**REQUIREMENT**
In the data below, find the line containing "#[derive(Debug, Default, Clone, Copy)]", then set down that line and every later line up to and including the line containing "the wrong shape", exactly.
** Opening DATASET block **
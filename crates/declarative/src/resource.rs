//! A declared resource: identity plus desired configuration.

use crate::types::{Fingerprint, Reference, ResourceId, ResourceKind, ResourceSpec};

/// A resource as declared in a stack.
///
/// The configuration is desired state; what the provider reports back is an
/// [`ObservedResource`](crate::types::ObservedResource).
#[derive(Debug, Clone, PartialEq)]
pub struct Resource {
    pub id: ResourceId,
    pub spec: ResourceSpec,
}

impl Resource {
    pub fn new(id: impl Into<ResourceId>, spec: ResourceSpec) -> Self {
        Self {
            id: id.into(),
            spec,
        }
    }

    pub fn kind(&self) -> ResourceKind {
        self.spec.kind()
    }

    /// Human-readable one-line description
    pub fn description(&self) -> String {
        format!("{} {}", self.kind(), self.id)
    }

    pub fn references(&self) -> Vec<Reference<'_>> {
        self.spec.references()
    }

    pub fn fingerprint(&self) -> Fingerprint {
        Fingerprint::of(&self.spec)
    }

    /// Canonical JSON form of the configuration, stored with observed state.
    pub fn config_snapshot(&self) -> serde_json::Value {
        serde_json::to_value(&self.spec).unwrap_or(serde_json::Value::Null)
    }
}
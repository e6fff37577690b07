//! Wall-clock source for snapshot stamping and temporal filters

use chrono::{DateTime, Utc};

/// Source of "now"
pub trait Clock: Send + Sync {
    fn now(&self) -> DateTime<Utc>;
}

/// Reads the system clock
#[derive(Debug, Default, Clone, Copy)]
pub struct SystemClock;

impl Clock for SystemClock {
    fn now(&self) -> DateTime<Utc> {
        Utc::now()
    }
}

/// Always returns the same instant (tests, replays)
#[derive(Debug, Clone, Copy)]
pub struct FixedClock(pub DateTime<Utc>);

impl Clock for FixedClock {
    fn now(&self) -> DateTime<Utc> {
        self.0
    }
}
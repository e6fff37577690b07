//! Upstream payload schema and shape resolution
//!
//! Every known wire shape is resolved here into one canonical raw form
//! before the normalizers run. Record fields are lenient: a value of the
//! wrong type becomes the field default instead of failing the record.

use chrono::{DateTime, NaiveDateTime, TimeZone, Utc};
use serde::de::DeserializeOwned;
use serde::{Deserialize, Deserializer};
use serde_json::Value;
use tracing::debug;

/// Deserialize `T`, falling back to `T::default()` when the value has the wrong shape
fn lenient<'de, D, T>(deserializer: D) -> Result<T, D::Error>
where
    D: Deserializer<'de>,
    T: DeserializeOwned + Default,
{
    let value = Value::deserialize(deserializer)?;
    Ok(serde_json::from_value(value).unwrap_or_default())
}

/// List payload variants seen upstream
#[derive(Deserialize)]
#[serde(untagged)]
enum ListShape {
    Bare(Vec<Value>),
    Dispatches { dispatches: Vec<Value> },
    NewsItems { newsitems: Vec<Value> },
    AppNews { appnews: AppNews },
}

#[derive(Deserialize)]
struct AppNews {
    newsitems: Vec<Value>,
}

/// Resolve any known list shape into its items; unknown shapes yield nothing
pub fn list_items(payload: &Value) -> Vec<Value> {
    match ListShape::deserialize(payload) {
        Ok(ListShape::Bare(items))
        | Ok(ListShape::Dispatches { dispatches: items })
        | Ok(ListShape::NewsItems { newsitems: items })
        | Ok(ListShape::AppNews {
            appnews: AppNews { newsitems: items },
        }) => items,
        Err(_) => {
            if !payload.is_null() {
                debug!("unrecognised list payload shape, treating as empty");
            }
            Vec::new()
        }
    }
}

/// Decode every item of a list payload; items that are not records are dropped
pub fn records<T: DeserializeOwned>(payload: &Value) -> Vec<T> {
    list_items(payload)
        .into_iter()
        .filter(|item| item.is_object())
        .filter_map(|item| match serde_json::from_value(item) {
            Ok(record) => Some(record),
            Err(e) => {
                debug!(error = %e, "skipping malformed list item");
                None
            }
        })
        .collect()
}

/// Decode a single-record payload; non-records yield `None`
pub fn record<T: DeserializeOwned>(payload: &Value) -> Option<T> {
    if !payload.is_object() {
        return None;
    }
    T::deserialize(payload).ok()
}

/// Parse a timestamp given as epoch seconds (number or numeric string) or RFC 3339
pub fn parse_timestamp(value: &Value) -> Option<DateTime<Utc>> {
    match value {
        Value::Number(n) => n
            .as_i64()
            .or_else(|| n.as_f64().map(|f| f as i64))
            .and_then(|secs| Utc.timestamp_opt(secs, 0).single()),
        Value::String(s) => {
            let s = s.trim();
            if let Ok(secs) = s.parse::<i64>() {
                return Utc.timestamp_opt(secs, 0).single();
            }
            DateTime::parse_from_rfc3339(s)
                .map(|dt| dt.with_timezone(&Utc))
                .ok()
                .or_else(|| {
                    // Zone-less ISO strings are UTC upstream
                    NaiveDateTime::parse_from_str(s, "%Y-%m-%dT%H:%M:%S%.f")
                        .ok()
                        .map(|naive| naive.and_utc())
                })
        }
        _ => None,
    }
}

/// Dispatch type: small integer code or symbolic tag
#[derive(Debug, Clone, PartialEq, Deserialize)]
#[serde(untagged)]
pub enum RawDispatchType {
    Code(i64),
    Tag(String),
}

/// Numeric or textual field (task types, reward types)
#[derive(Debug, Clone, PartialEq, Deserialize)]
#[serde(untagged)]
pub enum RawTag {
    Code(i64),
    Text(String),
}

impl RawTag {
    pub fn to_label(&self) -> String {
        match self {
            RawTag::Code(code) => code.to_string(),
            RawTag::Text(text) => text.clone(),
        }
    }
}

// ========== War summary ==========

#[derive(Debug, Default, Deserialize)]
#[serde(rename_all = "camelCase")]
pub struct RawWarSummary {
    #[serde(default, deserialize_with = "lenient")]
    pub statistics: Option<RawStatistics>,
}

#[derive(Debug, Default, Deserialize)]
#[serde(rename_all = "camelCase")]
pub struct RawStatistics {
    #[serde(default, deserialize_with = "lenient")]
    pub missions_won: Option<u64>,
    #[serde(default, deserialize_with = "lenient")]
    pub missions_lost: Option<u64>,
    #[serde(default, deserialize_with = "lenient")]
    pub mission_success_rate: Option<f64>,
    #[serde(default, deserialize_with = "lenient")]
    pub terminid_kills: Option<u64>,
    #[serde(default, deserialize_with = "lenient")]
    pub automaton_kills: Option<u64>,
    #[serde(default, deserialize_with = "lenient")]
    pub illuminate_kills: Option<u64>,
    #[serde(default, deserialize_with = "lenient")]
    pub deaths: Option<u64>,
    #[serde(default, deserialize_with = "lenient")]
    pub accuracy: Option<f64>,
    #[serde(default, deserialize_with = "lenient")]
    pub time_played: Option<u64>,
    #[serde(default, deserialize_with = "lenient")]
    pub player_count: Option<u64>,
}

// ========== Assignments ==========

#[derive(Debug, Default, Deserialize)]
#[serde(rename_all = "camelCase")]
pub struct RawAssignment {
    #[serde(default, deserialize_with = "lenient")]
    pub id: Option<u64>,
    #[serde(default, deserialize_with = "lenient")]
    pub title: Option<String>,
    #[serde(default, deserialize_with = "lenient")]
    pub briefing: Option<String>,
    #[serde(default, deserialize_with = "lenient")]
    pub description: Option<String>,
    #[serde(default, deserialize_with = "lenient")]
    pub tasks: Vec<RawTask>,
    #[serde(default, deserialize_with = "lenient")]
    pub progress: Vec<f64>,
    #[serde(default, alias = "expiresAt")]
    pub expiration: Value,
    #[serde(default, deserialize_with = "lenient")]
    pub reward: Option<RawReward>,
}

#[derive(Debug, Default, Deserialize)]
pub struct RawTask {
    #[serde(rename = "type", default, deserialize_with = "lenient")]
    pub task_type: Option<RawTag>,
    #[serde(default, deserialize_with = "lenient")]
    pub values: Vec<f64>,
}

#[derive(Debug, Default, Deserialize)]
pub struct RawReward {
    #[serde(rename = "type", default, deserialize_with = "lenient")]
    pub reward_type: Option<RawTag>,
    #[serde(default, deserialize_with = "lenient")]
    pub amount: Option<u64>,
}

// ========== Planets ==========

#[derive(Debug, Default, Deserialize)]
#[serde(rename_all = "camelCase")]
pub struct RawPlanet {
    #[serde(default, deserialize_with = "lenient")]
    pub index: Option<u32>,
    #[serde(default, deserialize_with = "lenient")]
    pub name: Option<String>,
    #[serde(default, deserialize_with = "lenient")]
    pub sector: Option<String>,
    #[serde(default, deserialize_with = "lenient")]
    pub biome: Option<RawNamed>,
    #[serde(default, deserialize_with = "lenient")]
    pub hazards: Vec<RawNamed>,
    #[serde(default, deserialize_with = "lenient")]
    pub position: Option<RawPosition>,
    #[serde(default, deserialize_with = "lenient")]
    pub max_health: Option<f64>,
    #[serde(default, deserialize_with = "lenient")]
    pub health: Option<f64>,
    #[serde(default, deserialize_with = "lenient")]
    pub current_owner: Option<String>,
    #[serde(default, deserialize_with = "lenient")]
    pub event: Option<RawEvent>,
    #[serde(default, deserialize_with = "lenient")]
    pub statistics: Option<RawPlanetStatistics>,
}

#[derive(Debug, Default, Deserialize)]
pub struct RawNamed {
    #[serde(default, deserialize_with = "lenient")]
    pub name: Option<String>,
}

#[derive(Debug, Default, Deserialize)]
pub struct RawPosition {
    #[serde(default, deserialize_with = "lenient")]
    pub x: Option<f64>,
    #[serde(default, deserialize_with = "lenient")]
    pub y: Option<f64>,
}

#[derive(Debug, Default, Deserialize)]
#[serde(rename_all = "camelCase")]
pub struct RawPlanetStatistics {
    #[serde(default, deserialize_with = "lenient")]
    pub player_count: Option<u64>,
    #[serde(default, deserialize_with = "lenient")]
    pub missions_won: Option<u64>,
    #[serde(default, deserialize_with = "lenient")]
    pub missions_lost: Option<u64>,
}

#[derive(Debug, Default, Deserialize)]
#[serde(rename_all = "camelCase")]
pub struct RawEvent {
    #[serde(default, deserialize_with = "lenient")]
    pub faction: Option<String>,
    #[serde(default, deserialize_with = "lenient")]
    pub health: Option<f64>,
    #[serde(default, deserialize_with = "lenient")]
    pub max_health: Option<f64>,
    #[serde(default)]
    pub end_time: Value,
}

// ========== Campaigns ==========

#[derive(Debug, Default, Deserialize)]
pub struct RawCampaign {
    #[serde(default, deserialize_with = "lenient")]
    pub id: Option<u64>,
    #[serde(default, deserialize_with = "lenient")]
    pub planet: Option<RawPlanet>,
    #[serde(default, deserialize_with = "lenient")]
    pub faction: Option<String>,
}

// ========== Dispatches ==========

#[derive(Debug, Default, Deserialize)]
pub struct RawDispatch {
    #[serde(default, deserialize_with = "lenient")]
    pub id: Option<u64>,
    #[serde(rename = "type", default, deserialize_with = "lenient")]
    pub dispatch_type: Option<RawDispatchType>,
    #[serde(default, deserialize_with = "lenient")]
    pub message: Option<String>,
    #[serde(default)]
    pub published: Value,
    #[serde(default, deserialize_with = "lenient")]
    pub author: Option<String>,
}

// ========== Steam news ==========

#[derive(Debug, Default, Deserialize)]
#[serde(rename_all = "camelCase")]
pub struct RawSteamNews {
    #[serde(default, alias = "gid", deserialize_with = "lenient")]
    pub id: Option<RawTag>,
    #[serde(default, deserialize_with = "lenient")]
    pub title: Option<String>,
    #[serde(default, deserialize_with = "lenient")]
    pub url: Option<String>,
    #[serde(default, alias = "contents", deserialize_with = "lenient")]
    pub content: Option<String>,
    #[serde(default, alias = "date")]
    pub published_at: Value,
    #[serde(default, deserialize_with = "lenient")]
    pub author: Option<String>,
}

// ========== Space stations ==========

#[derive(Debug, Default, Deserialize)]
#[serde(rename_all = "camelCase")]
pub struct RawSpaceStation {
    #[serde(default, alias = "id32", deserialize_with = "lenient")]
    pub id: Option<u64>,
    #[serde(default, deserialize_with = "lenient")]
    pub planet: Option<RawPlanet>,
    #[serde(default)]
    pub election_end: Value,
}
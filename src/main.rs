mod cli;

use clap::Parser;
use cli::Cli;
use tracing_subscriber::EnvFilter;

#[tokio::main]
async fn main() -> anyhow::Result<()> {
    tracing_subscriber::fmt()
        .with_env_filter(
            EnvFilter::try_from_default_env().unwrap_or_else(|_| EnvFilter::new("warstatus=info")),
        )
        .with_writer(std::io::stderr)
        .init();

    let cli = Cli::parse();
    cli.run().await
}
** Closing DATASET block **
**TASK RESPONSE**
#[derive(Debug, Default, Clone, Copy)]
pub struct SystemClock;

impl Clock for SystemClock {
    fn now(&self) -> DateTime<Utc> {
        Utc::now()
    }
}

/// Always returns the same instant (tests, replays)
#[derive(Debug, Clone, Copy)]
pub struct FixedClock(pub DateTime<Utc>);

impl Clock for FixedClock {
    fn now(&self) -> DateTime<Utc> {
        self.0
    }
}
repository e6fff37577690b07
//! Upstream payload schema and shape resolution
//!
//! Every known wire shape is resolved here into one canonical raw form
//! before the normalizers run. Record fields are lenient: a value of the
//! wrong type becomes the field default instead of failing the record.

use chrono::{DateTime, NaiveDateTime, TimeZone, Utc};
use serde::de::DeserializeOwned;
use serde::{Deserialize, Deserializer};
use serde_json::Value;
use tracing::debug;

/// Deserialize `T`, falling back to `T::default()` when the value has the wrong shape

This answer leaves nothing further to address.